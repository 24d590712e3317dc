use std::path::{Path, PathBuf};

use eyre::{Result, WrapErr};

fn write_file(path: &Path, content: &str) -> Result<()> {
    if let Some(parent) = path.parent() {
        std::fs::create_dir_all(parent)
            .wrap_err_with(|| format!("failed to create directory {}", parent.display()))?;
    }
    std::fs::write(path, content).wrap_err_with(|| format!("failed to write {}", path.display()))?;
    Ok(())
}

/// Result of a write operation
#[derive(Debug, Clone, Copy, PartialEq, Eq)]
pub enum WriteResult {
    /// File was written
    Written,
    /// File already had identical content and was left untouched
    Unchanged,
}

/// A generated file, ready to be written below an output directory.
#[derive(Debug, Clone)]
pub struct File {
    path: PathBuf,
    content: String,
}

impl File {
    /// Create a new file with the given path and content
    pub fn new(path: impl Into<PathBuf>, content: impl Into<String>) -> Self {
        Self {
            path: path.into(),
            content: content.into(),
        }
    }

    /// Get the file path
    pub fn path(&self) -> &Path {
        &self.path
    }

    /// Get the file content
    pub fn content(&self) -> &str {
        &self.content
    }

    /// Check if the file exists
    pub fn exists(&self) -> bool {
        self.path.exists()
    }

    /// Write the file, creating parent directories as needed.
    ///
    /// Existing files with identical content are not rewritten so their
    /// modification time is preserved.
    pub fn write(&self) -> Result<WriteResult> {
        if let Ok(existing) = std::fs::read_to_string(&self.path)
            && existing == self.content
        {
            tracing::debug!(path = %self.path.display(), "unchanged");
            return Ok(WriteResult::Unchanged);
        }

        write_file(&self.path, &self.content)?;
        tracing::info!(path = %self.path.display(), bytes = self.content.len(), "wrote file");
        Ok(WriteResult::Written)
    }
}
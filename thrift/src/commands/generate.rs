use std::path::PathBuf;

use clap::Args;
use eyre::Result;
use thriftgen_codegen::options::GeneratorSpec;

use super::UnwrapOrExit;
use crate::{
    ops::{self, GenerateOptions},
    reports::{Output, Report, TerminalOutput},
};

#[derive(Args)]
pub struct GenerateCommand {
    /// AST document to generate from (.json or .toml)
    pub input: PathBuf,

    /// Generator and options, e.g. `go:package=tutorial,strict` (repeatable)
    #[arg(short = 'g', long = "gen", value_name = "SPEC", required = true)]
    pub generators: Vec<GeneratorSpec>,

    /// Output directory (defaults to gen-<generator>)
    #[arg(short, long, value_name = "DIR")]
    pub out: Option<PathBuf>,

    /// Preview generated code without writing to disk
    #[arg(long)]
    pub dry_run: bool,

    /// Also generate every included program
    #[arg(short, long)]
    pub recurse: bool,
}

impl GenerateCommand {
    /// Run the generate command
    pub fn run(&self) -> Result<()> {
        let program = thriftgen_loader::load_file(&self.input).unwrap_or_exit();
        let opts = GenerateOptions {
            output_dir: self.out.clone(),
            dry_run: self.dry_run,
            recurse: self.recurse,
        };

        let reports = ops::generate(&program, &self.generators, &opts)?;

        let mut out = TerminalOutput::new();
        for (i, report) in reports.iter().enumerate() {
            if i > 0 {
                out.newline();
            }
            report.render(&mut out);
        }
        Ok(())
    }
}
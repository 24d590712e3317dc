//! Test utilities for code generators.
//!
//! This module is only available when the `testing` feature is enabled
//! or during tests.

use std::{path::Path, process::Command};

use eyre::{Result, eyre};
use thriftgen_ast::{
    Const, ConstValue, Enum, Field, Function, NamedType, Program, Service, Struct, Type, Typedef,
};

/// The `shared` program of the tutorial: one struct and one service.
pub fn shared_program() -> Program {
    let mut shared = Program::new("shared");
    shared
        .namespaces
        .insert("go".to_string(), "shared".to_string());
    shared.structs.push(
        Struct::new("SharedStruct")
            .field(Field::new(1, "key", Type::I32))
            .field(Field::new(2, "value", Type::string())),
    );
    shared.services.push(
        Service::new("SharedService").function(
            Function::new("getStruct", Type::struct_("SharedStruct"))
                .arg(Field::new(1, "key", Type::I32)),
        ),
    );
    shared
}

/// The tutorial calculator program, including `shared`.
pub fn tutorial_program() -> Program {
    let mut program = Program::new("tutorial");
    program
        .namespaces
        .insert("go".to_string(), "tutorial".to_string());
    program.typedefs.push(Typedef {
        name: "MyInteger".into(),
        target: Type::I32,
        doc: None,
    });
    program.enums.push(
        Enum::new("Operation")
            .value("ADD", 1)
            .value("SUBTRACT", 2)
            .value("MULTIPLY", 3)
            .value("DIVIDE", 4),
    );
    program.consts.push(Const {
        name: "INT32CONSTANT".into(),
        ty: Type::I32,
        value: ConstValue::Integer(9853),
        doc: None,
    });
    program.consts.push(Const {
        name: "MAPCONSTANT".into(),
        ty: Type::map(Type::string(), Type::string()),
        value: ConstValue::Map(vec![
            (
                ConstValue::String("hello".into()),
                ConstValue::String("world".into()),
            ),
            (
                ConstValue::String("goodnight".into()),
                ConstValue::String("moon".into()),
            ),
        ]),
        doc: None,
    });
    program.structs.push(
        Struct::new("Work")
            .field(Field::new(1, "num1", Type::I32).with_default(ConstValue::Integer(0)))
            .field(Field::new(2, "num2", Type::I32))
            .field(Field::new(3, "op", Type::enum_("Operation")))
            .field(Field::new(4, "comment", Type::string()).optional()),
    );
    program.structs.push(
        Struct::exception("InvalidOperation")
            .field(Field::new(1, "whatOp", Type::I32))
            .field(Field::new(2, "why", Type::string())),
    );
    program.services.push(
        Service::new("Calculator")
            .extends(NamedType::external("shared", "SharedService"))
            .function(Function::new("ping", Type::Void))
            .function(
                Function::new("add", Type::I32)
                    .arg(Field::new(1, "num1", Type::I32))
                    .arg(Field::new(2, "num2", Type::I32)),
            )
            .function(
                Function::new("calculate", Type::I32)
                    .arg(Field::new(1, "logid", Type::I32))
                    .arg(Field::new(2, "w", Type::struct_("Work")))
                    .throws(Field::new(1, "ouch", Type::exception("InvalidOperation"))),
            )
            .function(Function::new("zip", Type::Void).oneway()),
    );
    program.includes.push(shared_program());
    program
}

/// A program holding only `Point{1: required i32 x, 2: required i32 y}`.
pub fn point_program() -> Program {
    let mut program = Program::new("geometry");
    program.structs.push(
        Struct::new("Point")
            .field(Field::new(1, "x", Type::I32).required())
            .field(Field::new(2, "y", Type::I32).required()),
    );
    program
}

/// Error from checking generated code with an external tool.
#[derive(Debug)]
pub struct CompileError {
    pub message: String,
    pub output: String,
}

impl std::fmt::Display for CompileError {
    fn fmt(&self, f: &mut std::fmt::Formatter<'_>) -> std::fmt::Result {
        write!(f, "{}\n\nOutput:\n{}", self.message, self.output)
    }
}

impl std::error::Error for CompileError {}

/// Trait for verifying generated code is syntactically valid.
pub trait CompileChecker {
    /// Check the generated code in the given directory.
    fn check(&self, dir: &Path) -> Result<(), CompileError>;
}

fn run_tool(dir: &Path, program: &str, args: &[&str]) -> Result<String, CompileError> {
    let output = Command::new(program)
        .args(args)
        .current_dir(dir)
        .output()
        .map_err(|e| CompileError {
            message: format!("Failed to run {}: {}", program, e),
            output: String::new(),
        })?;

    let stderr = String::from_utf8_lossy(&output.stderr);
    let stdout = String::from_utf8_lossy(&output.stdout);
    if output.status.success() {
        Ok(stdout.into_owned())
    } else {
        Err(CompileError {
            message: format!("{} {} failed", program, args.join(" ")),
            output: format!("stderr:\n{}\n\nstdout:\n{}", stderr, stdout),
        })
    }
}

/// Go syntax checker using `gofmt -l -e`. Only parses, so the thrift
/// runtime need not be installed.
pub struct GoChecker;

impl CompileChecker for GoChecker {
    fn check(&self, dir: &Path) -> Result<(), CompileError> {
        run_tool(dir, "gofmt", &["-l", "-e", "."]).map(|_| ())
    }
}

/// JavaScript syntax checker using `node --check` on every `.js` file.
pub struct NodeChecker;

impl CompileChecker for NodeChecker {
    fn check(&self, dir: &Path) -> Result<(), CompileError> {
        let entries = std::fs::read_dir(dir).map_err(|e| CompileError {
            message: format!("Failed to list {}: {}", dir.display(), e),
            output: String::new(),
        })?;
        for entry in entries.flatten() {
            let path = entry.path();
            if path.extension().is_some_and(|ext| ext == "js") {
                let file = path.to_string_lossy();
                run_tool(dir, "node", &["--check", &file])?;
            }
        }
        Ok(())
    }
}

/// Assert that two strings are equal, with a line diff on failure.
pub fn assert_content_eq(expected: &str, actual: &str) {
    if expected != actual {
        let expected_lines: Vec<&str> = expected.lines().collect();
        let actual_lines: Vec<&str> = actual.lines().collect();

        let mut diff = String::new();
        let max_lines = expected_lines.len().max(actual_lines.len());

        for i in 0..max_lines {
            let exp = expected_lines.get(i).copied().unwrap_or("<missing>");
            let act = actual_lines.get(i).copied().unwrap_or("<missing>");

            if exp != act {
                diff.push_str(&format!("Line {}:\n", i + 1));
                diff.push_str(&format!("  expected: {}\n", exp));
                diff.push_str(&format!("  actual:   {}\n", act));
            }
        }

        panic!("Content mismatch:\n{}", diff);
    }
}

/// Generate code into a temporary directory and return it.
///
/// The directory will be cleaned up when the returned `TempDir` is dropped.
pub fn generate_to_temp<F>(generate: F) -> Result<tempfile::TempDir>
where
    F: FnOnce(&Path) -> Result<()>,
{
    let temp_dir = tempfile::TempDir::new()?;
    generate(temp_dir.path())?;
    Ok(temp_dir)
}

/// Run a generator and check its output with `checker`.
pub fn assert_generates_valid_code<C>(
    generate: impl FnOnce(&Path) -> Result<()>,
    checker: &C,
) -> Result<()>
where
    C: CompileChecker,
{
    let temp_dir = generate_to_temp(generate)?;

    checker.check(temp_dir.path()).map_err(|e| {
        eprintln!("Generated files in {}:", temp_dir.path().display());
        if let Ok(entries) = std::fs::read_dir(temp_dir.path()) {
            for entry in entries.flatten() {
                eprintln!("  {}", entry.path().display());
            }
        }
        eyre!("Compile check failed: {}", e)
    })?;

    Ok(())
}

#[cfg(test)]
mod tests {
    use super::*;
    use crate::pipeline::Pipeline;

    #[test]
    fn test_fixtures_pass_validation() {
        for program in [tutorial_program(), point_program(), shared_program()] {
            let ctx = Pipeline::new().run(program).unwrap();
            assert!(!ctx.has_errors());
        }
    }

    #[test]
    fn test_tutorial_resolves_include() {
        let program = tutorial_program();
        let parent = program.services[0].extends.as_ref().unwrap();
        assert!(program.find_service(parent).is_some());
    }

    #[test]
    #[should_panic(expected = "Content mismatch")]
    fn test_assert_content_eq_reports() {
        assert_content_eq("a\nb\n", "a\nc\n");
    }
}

⁂

Wherever a line in the records above includes "directory", count it, then give the total and nothing besides.

6